I never spent a more delightful evening than one in October, 1900, when the family went off to Philadelphia to see the dramatisation of one of Dr. Weir Mitchell’s novels by his son, and I was left alone with Dr. Furness for some hours.

What a charming companion. What a fund of information and humour, what a courtly manner, what a contrast to the ruggedness of Ibsen, or the wild energy of Björnsen. Here was repose and strength. Not an originator, perhaps, but a learned disciple. How he loved Shakespeare, with what reverence he spoke of him. He scoffed at the mere mention of Bacon’s name, and was glad, very glad, so little was known of the private life of Shakespeare.

“He was too great to be mortal; I do not want to associate any of Nature’s frailties with such a mind. His work is the thing, for the man as a man I care nothing.” This was unlike Brandes, whose brilliant books on Shakespeare deal chiefly with the man.
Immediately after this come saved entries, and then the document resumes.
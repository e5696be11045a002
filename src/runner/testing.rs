//! In-memory transport for unit tests

use async_trait::async_trait;
use parking_lot::Mutex;
use std::collections::HashMap;
use std::sync::Arc;

use crate::client::{CapturedResponse, ProbeRequest, Transport, TransportError};

#[derive(Debug, Clone)]
enum Script {
    Respond(CapturedResponse),
    Fail(TransportError),
    Hang,
}

/// Answers requests by URL path; unscripted paths get a bare 404
#[derive(Debug, Clone, Default)]
pub struct ScriptedTransport {
    scripts: HashMap<String, Script>,
    calls: Arc<Mutex<Vec<String>>>,
}

impl ScriptedTransport {
    pub fn new() -> Self {
        Self::default()
    }

    pub fn respond(mut self, path: &str, response: CapturedResponse) -> Self {
        self.scripts.insert(path.to_string(), Script::Respond(response));
        self
    }

    pub fn fail(mut self, path: &str, error: TransportError) -> Self {
        self.scripts.insert(path.to_string(), Script::Fail(error));
        self
    }

    pub fn hang(mut self, path: &str) -> Self {
        self.scripts.insert(path.to_string(), Script::Hang);
        self
    }

    /// `METHOD /path` for every request seen, in order
    pub fn calls(&self) -> Vec<String> {
        self.calls.lock().clone()
    }
}

#[async_trait]
impl Transport for ScriptedTransport {
    async fn send(&self, request: &ProbeRequest) -> Result<CapturedResponse, TransportError> {
        let path = request.url.path().to_string();
        self.calls.lock().push(format!("{} {path}", request.method));

        match self.scripts.get(&path).cloned() {
            Some(Script::Respond(response)) => Ok(response),
            Some(Script::Fail(error)) => Err(error),
            Some(Script::Hang) => std::future::pending().await,
            None => Ok(CapturedResponse::new(404)),
        }
    }
}
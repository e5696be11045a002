//! Verification runner
//!
//! Walks a probe list strictly in order, one request at a time. A failed
//! probe never stops the run: every descriptor is attempted so a single run
//! yields as much diagnostic information as possible.

use std::time::Instant;
use tracing::{debug, info, warn};

use super::executor::{ProbeExecutor, ProbeOutcome};
use super::result::{AggregateReport, ProbeResult};
use super::settings::{RunError, RunSettings};
use crate::client::{ProbeRequest, Transport};
use crate::probes::{ProbeDescriptor, validate_response};

/// Runs probe lists against a single target
///
/// # Example
/// ```no_run
/// use railcheck::client::ReqwestTransport;
/// use railcheck::probes::{Method, ProbeDescriptor};
/// use railcheck::runner::{RunSettings, VerificationRunner};
///
/// # async fn example() -> Result<(), Box<dyn std::error::Error>> {
/// let settings = RunSettings::new("https://backend.example.com")?;
/// let runner = VerificationRunner::new(ReqwestTransport::new()?, settings);
///
/// let probes = vec![ProbeDescriptor::new("Health Check", Method::Get, "/health")];
/// let report = runner.run(&probes).await?;
/// println!("all passed: {}", report.all_passed);
/// # Ok(())
/// # }
/// ```
pub struct VerificationRunner<T> {
    executor: ProbeExecutor<T>,
}

impl<T: Transport> VerificationRunner<T> {
    pub fn new(transport: T, settings: RunSettings) -> Self {
        Self {
            executor: ProbeExecutor::new(transport, settings),
        }
    }

    pub fn settings(&self) -> &RunSettings {
        self.executor.settings()
    }

    /// Resolve every descriptor up front
    ///
    /// Any misconfiguration aborts here, before a single request is sent.
    pub fn plan(&self, probes: &[ProbeDescriptor]) -> Result<Vec<ProbeRequest>, RunError> {
        if probes.is_empty() {
            return Err(RunError::EmptyPlan);
        }
        probes
            .iter()
            .map(|p| self.executor.settings().prepare(p))
            .collect()
    }

    /// Run all probes and build the aggregate report
    pub async fn run(&self, probes: &[ProbeDescriptor]) -> Result<AggregateReport, RunError> {
        self.run_with(probes, |_, _| {}).await
    }

    /// Run all probes, handing each result to `on_result` as soon as it exists
    ///
    /// `on_result` receives the zero-based index of the probe.
    pub async fn run_with<F>(
        &self,
        probes: &[ProbeDescriptor],
        mut on_result: F,
    ) -> Result<AggregateReport, RunError>
    where
        F: FnMut(usize, &ProbeResult),
    {
        let requests = self.plan(probes)?;

        info!(
            target_url = %self.settings().base_url(),
            probes = probes.len(),
            "Starting verification run"
        );

        let mut results = Vec::with_capacity(probes.len());
        for (index, (descriptor, request)) in probes.iter().zip(&requests).enumerate() {
            let start = Instant::now();
            info!(
                probe = %descriptor.name,
                method = %descriptor.method,
                path = %descriptor.path,
                "Running probe"
            );

            let outcome = self.executor.send(request).await;
            let checks = match &outcome {
                ProbeOutcome::Success(response) => validate_response(descriptor, response),
                // Nothing to validate without a response
                ProbeOutcome::Failure(_) => Vec::new(),
            };

            let result = ProbeResult::new(descriptor.clone(), outcome, checks, start.elapsed());
            log_result(&result);

            on_result(index, &result);
            results.push(result);
        }

        let report = AggregateReport::new(results);
        if report.all_passed {
            info!(probes = report.results.len(), "All probes PASSED");
        } else {
            warn!(
                failed = report.failed_count(),
                probes = report.results.len(),
                "Some probes FAILED"
            );
        }

        Ok(report)
    }
}

fn log_result(result: &ProbeResult) {
    match &result.outcome {
        ProbeOutcome::Success(response) if result.passed => {
            info!(
                probe = %result.name(),
                status = response.status,
                duration_ms = result.duration.as_millis(),
                "Probe passed"
            );
        }
        ProbeOutcome::Success(response) => {
            warn!(
                probe = %result.name(),
                status = response.status,
                failed_checks = result.failed_checks().count(),
                "Probe failed validation"
            );
            for check in result.failed_checks() {
                debug!(probe = %result.name(), check = %check.label, "Check failed");
            }
        }
        ProbeOutcome::Failure(failure) => {
            warn!(
                probe = %result.name(),
                kind = %failure.kind,
                error = %failure.message,
                "Probe failed"
            );
        }
    }
}
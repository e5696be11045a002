//! Probe executor
//!
//! Sends exactly one request per probe through the injected [`Transport`]
//! and turns whatever happens into a [`ProbeOutcome`]. The executor applies
//! its own deadline on top of the transport's, so a transport that never
//! returns still produces a `Timeout` failure.

use serde::{Deserialize, Serialize};
use std::time::Duration;
use tracing::{debug, warn};

use super::settings::RunSettings;
use crate::client::{CapturedResponse, FailureKind, ProbeRequest, Transport};
use crate::probes::ProbeDescriptor;

/// Default per-request timeout
pub const DEFAULT_TIMEOUT: Duration = Duration::from_secs(10);

/// What happened when a probe was sent
#[derive(Debug, Clone, PartialEq)]
pub enum ProbeOutcome {
    /// A response arrived, whatever its status code
    Success(CapturedResponse),
    /// No response was obtained
    Failure(ProbeFailure),
}

/// Classified failure with the transport's diagnostic text
#[derive(Debug, Clone, PartialEq, Eq, Serialize, Deserialize)]
pub struct ProbeFailure {
    pub kind: FailureKind,
    pub message: String,
}

impl ProbeOutcome {
    pub fn failure(kind: FailureKind, message: impl Into<String>) -> Self {
        ProbeOutcome::Failure(ProbeFailure {
            kind,
            message: message.into(),
        })
    }

    pub fn is_success(&self) -> bool {
        matches!(self, ProbeOutcome::Success(_))
    }

    pub fn response(&self) -> Option<&CapturedResponse> {
        match self {
            ProbeOutcome::Success(response) => Some(response),
            ProbeOutcome::Failure(_) => None,
        }
    }
}

/// Executes probes against one target
pub struct ProbeExecutor<T> {
    transport: T,
    settings: RunSettings,
}

impl<T: Transport> ProbeExecutor<T> {
    pub fn new(transport: T, settings: RunSettings) -> Self {
        Self {
            transport,
            settings,
        }
    }

    pub fn settings(&self) -> &RunSettings {
        &self.settings
    }

    /// Resolve and send one probe
    ///
    /// A descriptor that cannot be resolved is reported as an `Other` failure;
    /// callers that need fail-fast behaviour resolve with
    /// [`RunSettings::prepare`] first.
    pub async fn execute(&self, descriptor: &ProbeDescriptor) -> ProbeOutcome {
        match self.settings.prepare(descriptor) {
            Ok(request) => self.send(&request).await,
            Err(e) => ProbeOutcome::failure(FailureKind::Other, e.to_string()),
        }
    }

    /// Send an already resolved request, once
    pub async fn send(&self, request: &ProbeRequest) -> ProbeOutcome {
        debug!(
            method = %request.method,
            url = %request.url,
            headers = ?request.headers,
            "Sending request"
        );

        match tokio::time::timeout(request.timeout, self.transport.send(request)).await {
            Ok(Ok(response)) => {
                debug!(url = %request.url, status = response.status, "Response received");
                ProbeOutcome::Success(response)
            }
            Ok(Err(e)) => {
                warn!(url = %request.url, kind = %e.kind, error = %e.message, "Request failed");
                ProbeOutcome::failure(e.kind, e.message)
            }
            Err(_) => {
                warn!(url = %request.url, timeout = ?request.timeout, "Request timed out");
                ProbeOutcome::failure(
                    FailureKind::Timeout,
                    format!(
                        "no response within {}",
                        humantime::format_duration(request.timeout)
                    ),
                )
            }
        }
    }
}
use std::ops::Range;

use linemark_core::{DiffBlock, LinemarkError};

use crate::host::{DocumentId, EditorHost};

/// Translate a block's line range into character offsets of the live document.
///
/// The span covers lines `[start_line, end_line)`: it starts at the first
/// character of `start_line` and ends at the start of `end_line`, or at the
/// document end when `end_line` is one past the last line. A collapsed
/// deletion yields an empty span at its anchor line.
///
/// # Errors
///
/// Returns [`LinemarkError::OffsetOutOfRange`] if the range no longer fits the
/// document, e.g. because the document shrank after the diff was computed.
pub fn block_offsets<E: EditorHost + ?Sized>(
    editor: &E,
    doc: DocumentId,
    block: &DiffBlock,
) -> Result<Range<usize>, LinemarkError> {
    let out_of_range = || LinemarkError::OffsetOutOfRange {
        block_id: block.block_id().to_string(),
        start_line: block.start_line(),
        end_line: block.end_line(),
    };

    let start = line_boundary(editor, doc, block.start_line()).ok_or_else(out_of_range)?;
    let end = if block.end_line() == block.start_line() {
        start
    } else {
        line_boundary(editor, doc, block.end_line()).ok_or_else(out_of_range)?
    };

    if start > end || end > editor.text_length(doc) {
        return Err(out_of_range());
    }
    Ok(start..end)
}

fn line_boundary<E: EditorHost + ?Sized>(editor: &E, doc: DocumentId, line: usize) -> Option<usize> {
    let line_count = editor.line_count(doc);
    if line < line_count {
        editor.line_start_offset(doc, line)
    } else if line == line_count {
        Some(editor.text_length(doc))
    } else {
        None
    }
}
There was something particularly delightful about Horace Furness and his home. Even the dinner-table appointments were his choice. The soup-plates were of the rarest Oriental porcelain, and the meat-plates were of silver with mottoes chosen by himself round the borders.

“I loved my china, but it got broken year by year, until in desperation I looked about for something that could not break—solid and plain, like myself, eh?” he chuckled. The mottoes were well chosen and the idea as original as everything else about Dr. Furness.